The win earned Pagulayan $75,000, the biggest paycheck of his pro career, while Chang, a virtual unknown in the business before the tournament, settled for $35,000.
In the wild and ecstatic moments of the triumph, Pagulayan did not forget his roots.
"To my friends in the Philippines, don’t worry I’m still a Filipino," he shouted.
Pagulayan’s title-run was by no means easy.
He barely qualified in the knockout phase after finishing the prelims with a 4-3 record, a far-cry from his 7-0 mark last year when he went all the way to the finals before losing to German Thorsten Hohmann.
Pagulayan narrowly beat Andreja Klasovic, 9-8, in the Round of 64 before taking the measure of Martin Kempter, 9-5, ChienChe Huang, 11-7, FongPang Chao, 11-10 and PoCheng Kuo, 11-4 in the succeeding rounds. Chang was Pagulayan’s fourth straight Taiwanese opponent in the knockout round, underscoring the host nation’s dominance in the tournament.
The 26-year-old Pagulayan also faced an uphill climb in the title match. After gifting the first frame to Pagulayan by missing an angular shot on the brown seven, Chang took eight of the next nine to build a six-rack lead, 8-2.

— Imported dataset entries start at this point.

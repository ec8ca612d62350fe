//! 用户记录类型定义

use chrono::{Datelike, NaiveDate};
use serde::{Deserialize, Serialize};
use std::fmt;
use std::str::FromStr;

/// 输入文件的列数
pub const INPUT_COLUMNS: usize = 7;

/// 输出文件的列数
pub const OUTPUT_COLUMNS: usize = 6;

/// 字段内容错误的处理方式
#[derive(Debug, Clone, Copy, Default, PartialEq, Eq, Serialize, Deserialize)]
#[serde(rename_all = "snake_case")]
pub enum ParseMode {
    /// id 非数字时置 0，生日无法解析时置零日期，不报错
    #[default]
    Lenient,
    /// 字段内容错误直接报错
    Strict,
}

impl FromStr for ParseMode {
    type Err = String;

    fn from_str(s: &str) -> Result<Self, Self::Err> {
        match s.to_ascii_lowercase().as_str() {
            "lenient" => Ok(Self::Lenient),
            "strict" => Ok(Self::Strict),
            other => Err(format!("未知的解析模式: {other}")),
        }
    }
}

impl fmt::Display for ParseMode {
    fn fmt(&self, f: &mut fmt::Formatter<'_>) -> fmt::Result {
        match self {
            Self::Lenient => f.write_str("lenient"),
            Self::Strict => f.write_str("strict"),
        }
    }
}

/// 单行数据转换失败的原因
#[derive(Debug, Clone, PartialEq, Eq, thiserror::Error)]
pub enum RowError {
    #[error("字段数不足: 期望 {expected}，实际 {found}")]
    MissingFields { expected: usize, found: usize },
    #[error("无效的 id: {0:?}")]
    InvalidId(String),
    #[error("无效的生日 (需要 YYYY/MM/DD): {0:?}")]
    InvalidBirthday(String),
    #[error("第 {field} 列不是有效的 UTF-8")]
    InvalidEncoding { field: usize },
}

/// 零日期 0001-01-01，生日无法解析时使用
#[must_use]
pub fn zero_date() -> NaiveDate {
    NaiveDate::from_ymd_opt(1, 1, 1).unwrap_or(NaiveDate::MIN)
}

/// 单个用户记录，构造后不可修改
#[derive(Debug, Clone, PartialEq, Eq, Serialize, Deserialize)]
pub struct Record {
    id: i64,
    first_name: String,
    last_name: String,
    email: String,
    gender: String,
    country: String,
    birthday: NaiveDate,
}

impl Default for Record {
    fn default() -> Self {
        Self {
            id: 0,
            first_name: String::new(),
            last_name: String::new(),
            email: String::new(),
            gender: String::new(),
            country: String::new(),
            birthday: zero_date(),
        }
    }
}

impl Record {
    /// 直接构造记录
    pub fn new(
        id: i64,
        first_name: impl Into<String>,
        last_name: impl Into<String>,
        email: impl Into<String>,
        gender: impl Into<String>,
        country: impl Into<String>,
        birthday: NaiveDate,
    ) -> Self {
        Self {
            id,
            first_name: first_name.into(),
            last_name: last_name.into(),
            email: email.into(),
            gender: gender.into(),
            country: country.into(),
            birthday,
        }
    }

    /// 从一行输入字段构造记录
    ///
    /// 列顺序: `id, first_name, last_name, email, gender, country, birthday`。
    /// 宽松模式下 id 非数字得到 0，生日无法解析得到 [`zero_date`]。
    pub fn from_row<S: AsRef<str>>(row: &[S], mode: ParseMode) -> Result<Self, RowError> {
        if row.len() < INPUT_COLUMNS {
            return Err(RowError::MissingFields {
                expected: INPUT_COLUMNS,
                found: row.len(),
            });
        }

        let raw_id = row[0].as_ref();
        let id = match (raw_id.parse::<i64>(), mode) {
            (Ok(id), _) => id,
            (Err(_), ParseMode::Lenient) => 0,
            (Err(_), ParseMode::Strict) => {
                return Err(RowError::InvalidId(raw_id.to_string()));
            }
        };

        let raw_birthday = row[6].as_ref();
        let birthday = match (parse_birthday(raw_birthday), mode) {
            (Some(date), _) => date,
            (None, ParseMode::Lenient) => zero_date(),
            (None, ParseMode::Strict) => {
                return Err(RowError::InvalidBirthday(raw_birthday.to_string()));
            }
        };

        Ok(Self {
            id,
            first_name: row[1].as_ref().to_string(),
            last_name: row[2].as_ref().to_string(),
            email: row[3].as_ref().to_string(),
            gender: row[4].as_ref().to_string(),
            country: row[5].as_ref().to_string(),
            birthday,
        })
    }

    /// 转换为输出行: `id, "first last", email, country, gender, YYYY-MM-DD`
    ///
    /// 注意 country 与 gender 的顺序和输入相反，姓名合并为一列。
    #[must_use]
    pub fn to_row(&self) -> [String; OUTPUT_COLUMNS] {
        [
            self.id.to_string(),
            format!("{} {}", self.first_name, self.last_name),
            self.email.clone(),
            self.country.clone(),
            self.gender.clone(),
            format_birthday(self.birthday),
        ]
    }

    pub fn id(&self) -> i64 {
        self.id
    }

    pub fn first_name(&self) -> &str {
        &self.first_name
    }

    pub fn last_name(&self) -> &str {
        &self.last_name
    }

    pub fn email(&self) -> &str {
        &self.email
    }

    pub fn gender(&self) -> &str {
        &self.gender
    }

    pub fn country(&self) -> &str {
        &self.country
    }

    pub fn birthday(&self) -> NaiveDate {
        self.birthday
    }
}

/// 解析 `YYYY/MM/DD`，要求四位年、两位月和两位日
#[must_use]
pub fn parse_birthday(s: &str) -> Option<NaiveDate> {
    let b = s.as_bytes();
    if b.len() != 10 || b[4] != b'/' || b[7] != b'/' {
        return None;
    }

    let digits = |range: std::ops::Range<usize>| -> Option<u32> {
        b[range].iter().try_fold(0u32, |acc, c| {
            c.is_ascii_digit().then(|| acc * 10 + u32::from(c - b'0'))
        })
    };

    let year = digits(0..4)?;
    let month = digits(5..7)?;
    let day = digits(8..10)?;
    NaiveDate::from_ymd_opt(i32::try_from(year).ok()?, month, day)
}

/// 按 `YYYY-MM-DD` 输出日期，零日期输出 `0001-01-01`
#[must_use]
pub fn format_birthday(date: NaiveDate) -> String {
    format!("{:04}-{:02}-{:02}", date.year(), date.month(), date.day())
}
//! Game tunables, loadable from JSON.
//!
//! Every section falls back to its defaults when omitted, so a config file
//! only needs the values it overrides:
//!
//! ```
//! use skirun_logic::config::GameConfig;
//!
//! let cfg = GameConfig::from_json(r#"{ "race": { "max_chances": 5 } }"#).unwrap();
//! assert_eq!(cfg.race.max_chances, 5);
//! assert_eq!(cfg.leaderboard.max_entries, 10);
//! ```

use serde::{Deserialize, Serialize};

use crate::constants::{ANONYMOUS_NAME, DEFAULT_MAX_CHANCES, LEADERBOARD_MAX_ENTRIES, NAME_LENGTH};
use crate::error::{GameError, Result};

#[derive(Debug, Clone, Default, PartialEq, Serialize, Deserialize)]
#[serde(default)]
pub struct GameConfig {
    pub race: RaceConfig,
    pub session: SessionConfig,
    pub leaderboard: LeaderboardConfig,
    pub door: DoorConfig,
    pub playlist: PlaylistConfig,
    pub audio: AudioConfig,
}

#[derive(Debug, Clone, PartialEq, Serialize, Deserialize)]
#[serde(default)]
pub struct RaceConfig {
    /// Chances granted at race start; skipped checkpoints spend them.
    pub max_chances: i32,
}

impl Default for RaceConfig {
    fn default() -> Self {
        Self {
            max_chances: DEFAULT_MAX_CHANCES,
        }
    }
}

#[derive(Debug, Clone, PartialEq, Serialize, Deserialize)]
#[serde(default)]
pub struct SessionConfig {
    pub name_length: usize,
    pub anonymous_name: String,
}

impl Default for SessionConfig {
    fn default() -> Self {
        Self {
            name_length: NAME_LENGTH,
            anonymous_name: ANONYMOUS_NAME.to_string(),
        }
    }
}

#[derive(Debug, Clone, PartialEq, Serialize, Deserialize)]
#[serde(default)]
pub struct LeaderboardConfig {
    pub max_entries: usize,
}

impl Default for LeaderboardConfig {
    fn default() -> Self {
        Self {
            max_entries: LEADERBOARD_MAX_ENTRIES,
        }
    }
}

#[derive(Debug, Clone, PartialEq, Serialize, Deserialize)]
#[serde(default)]
pub struct DoorConfig {
    /// How far the door rises when open.
    pub open_height: f32,
    /// Seconds the opening slide takes.
    pub open_duration: f32,
}

impl Default for DoorConfig {
    fn default() -> Self {
        Self {
            open_height: 3.0,
            open_duration: 1.0,
        }
    }
}

#[derive(Debug, Clone, PartialEq, Serialize, Deserialize)]
#[serde(default)]
pub struct PlaylistConfig {
    pub play_in_order: bool,
    pub loop_playlist: bool,
}

impl Default for PlaylistConfig {
    fn default() -> Self {
        Self {
            play_in_order: true,
            loop_playlist: true,
        }
    }
}

/// Speed-driven sound tunables for the runner.
#[derive(Debug, Clone, Default, PartialEq, Serialize, Deserialize)]
#[serde(default)]
pub struct AudioConfig {
    pub slide: SlideAudioConfig,
    pub heartbeat: HeartbeatAudioConfig,
    pub pulse: PulseConfig,
}

#[derive(Debug, Clone, PartialEq, Serialize, Deserialize)]
#[serde(default)]
pub struct SlideAudioConfig {
    /// Below this speed the slide loop is silent.
    pub min_speed: f32,
    pub max_speed: f32,
    pub max_volume: f32,
}

impl Default for SlideAudioConfig {
    fn default() -> Self {
        Self {
            min_speed: 0.5,
            max_speed: 15.0,
            max_volume: 0.8,
        }
    }
}

/// Heartbeat that switches on above a speed threshold.
#[derive(Debug, Clone, PartialEq, Serialize, Deserialize)]
#[serde(default)]
pub struct HeartbeatAudioConfig {
    pub min_speed: f32,
    pub max_speed: f32,
    pub base_volume: f32,
    pub max_volume: f32,
    pub base_pitch: f32,
    pub max_pitch: f32,
}

impl Default for HeartbeatAudioConfig {
    fn default() -> Self {
        Self {
            min_speed: 3.0,
            max_speed: 20.0,
            base_volume: 0.1,
            max_volume: 0.9,
            base_pitch: 1.0,
            max_pitch: 1.8,
        }
    }
}

/// Always-on heartbeat that eases toward a speed-driven target.
#[derive(Debug, Clone, PartialEq, Serialize, Deserialize)]
#[serde(default)]
pub struct PulseConfig {
    pub normal_pitch: f32,
    pub max_pitch: f32,
    pub normal_volume: f32,
    pub max_volume: f32,
    /// Speed at which pitch and volume reach their maximum.
    pub tense_speed: f32,
    /// Easing rate per second.
    pub lerp_speed: f32,
}

impl Default for PulseConfig {
    fn default() -> Self {
        Self {
            normal_pitch: 1.0,
            max_pitch: 2.0,
            normal_volume: 0.4,
            max_volume: 1.0,
            tense_speed: 8.0,
            lerp_speed: 5.0,
        }
    }
}

impl GameConfig {
    /// Parse a config, filling omitted fields with defaults.
    pub fn from_json(json: &str) -> Result<Self> {
        let cfg: GameConfig = serde_json::from_str(json)?;
        cfg.validate()?;
        Ok(cfg)
    }

    /// Reject values the game logic cannot run with.
    pub fn validate(&self) -> Result<()> {
        if self.race.max_chances <= 0 {
            return Err(GameError::Config(format!(
                "race.max_chances must be positive, got {}",
                self.race.max_chances
            )));
        }
        if self.leaderboard.max_entries == 0 {
            return Err(GameError::Config(
                "leaderboard.max_entries must be at least 1".into(),
            ));
        }
        if self.session.name_length == 0 {
            return Err(GameError::Config(
                "session.name_length must be at least 1".into(),
            ));
        }
        Ok(())
    }
}

#[cfg(test)]
mod tests {
    use super::*;

    #[test]
    fn defaults_match_game_rules() {
        let cfg = GameConfig::default();
        assert_eq!(cfg.race.max_chances, 3);
        assert_eq!(cfg.leaderboard.max_entries, 10);
        assert_eq!(cfg.session.name_length, 3);
        assert_eq!(cfg.session.anonymous_name, "???");
        assert!(cfg.playlist.play_in_order);
        assert!(cfg.playlist.loop_playlist);
        assert_eq!(cfg.audio.slide.max_speed, 15.0);
        assert_eq!(cfg.audio.heartbeat.min_speed, 3.0);
        assert_eq!(cfg.audio.pulse.tense_speed, 8.0);
    }

    #[test]
    fn nested_audio_section_overrides_one_field() {
        let cfg = GameConfig::from_json(r#"{ "audio": { "pulse": { "lerp_speed": 2.0 } } }"#)
            .unwrap();
        assert_eq!(cfg.audio.pulse.lerp_speed, 2.0);
        assert_eq!(cfg.audio.pulse.max_pitch, 2.0);
        assert_eq!(cfg.audio.slide, SlideAudioConfig::default());
    }

    #[test]
    fn empty_object_is_default() {
        let cfg = GameConfig::from_json("{}").unwrap();
        assert_eq!(cfg, GameConfig::default());
    }

    #[test]
    fn partial_section_keeps_other_defaults() {
        let cfg = GameConfig::from_json(r#"{ "door": { "open_duration": 2.5 } }"#).unwrap();
        assert_eq!(cfg.door.open_duration, 2.5);
        assert_eq!(cfg.door.open_height, 3.0);
    }

    #[test]
    fn malformed_json_is_config_error() {
        let err = GameConfig::from_json("{ race: ").unwrap_err();
        assert!(matches!(err, GameError::Config(_)));
    }

    #[test]
    fn zero_chances_rejected() {
        let err = GameConfig::from_json(r#"{ "race": { "max_chances": 0 } }"#).unwrap_err();
        assert!(matches!(err, GameError::Config(_)));
    }
}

Chang miscalculated on a four-eight combo in the 15th frame while leading 10-4, which Pagula-yan translated into two wins to come within four.
The turning point of the match came in the 18th rack when Chang, up 11-6, bungled an easy shot on the 2-ball leading to five straight run outs by Pagulayan for an 11-all deadlock.
"When he missed that shot (on the 2-ball), I was thinking, ‘Punish him, punish him,’" Pagulayan recalled during the post-championship press conference.
Chang, though, seized control again after Pagulayan misfired on the 2ball in the 23rd rack.
But that was the last of Chang’s shining moments as Pagulayan won the next six frames for the title.
Pagulayan, the coun-try’s 13th warrior in the field, more than made up for the failed campaign of the "Dirty Dozen."
The official Filipino entries in the 128-man draw fell one after the other starting with the prelims misadventure of Jose "Amang" Parica, who had more rack wins than some of the qualifiers in Group 16 but couldn’t make the cut with only three wins to show.
Seeded Filipinos Lee Van Corteza and Warren Kiamco joined Parica at the sidelines after losing in the first round of the knockout phase along with qualifiers Antonio Gabica, Gandy Valle and Antonio "Nickoy" Lining.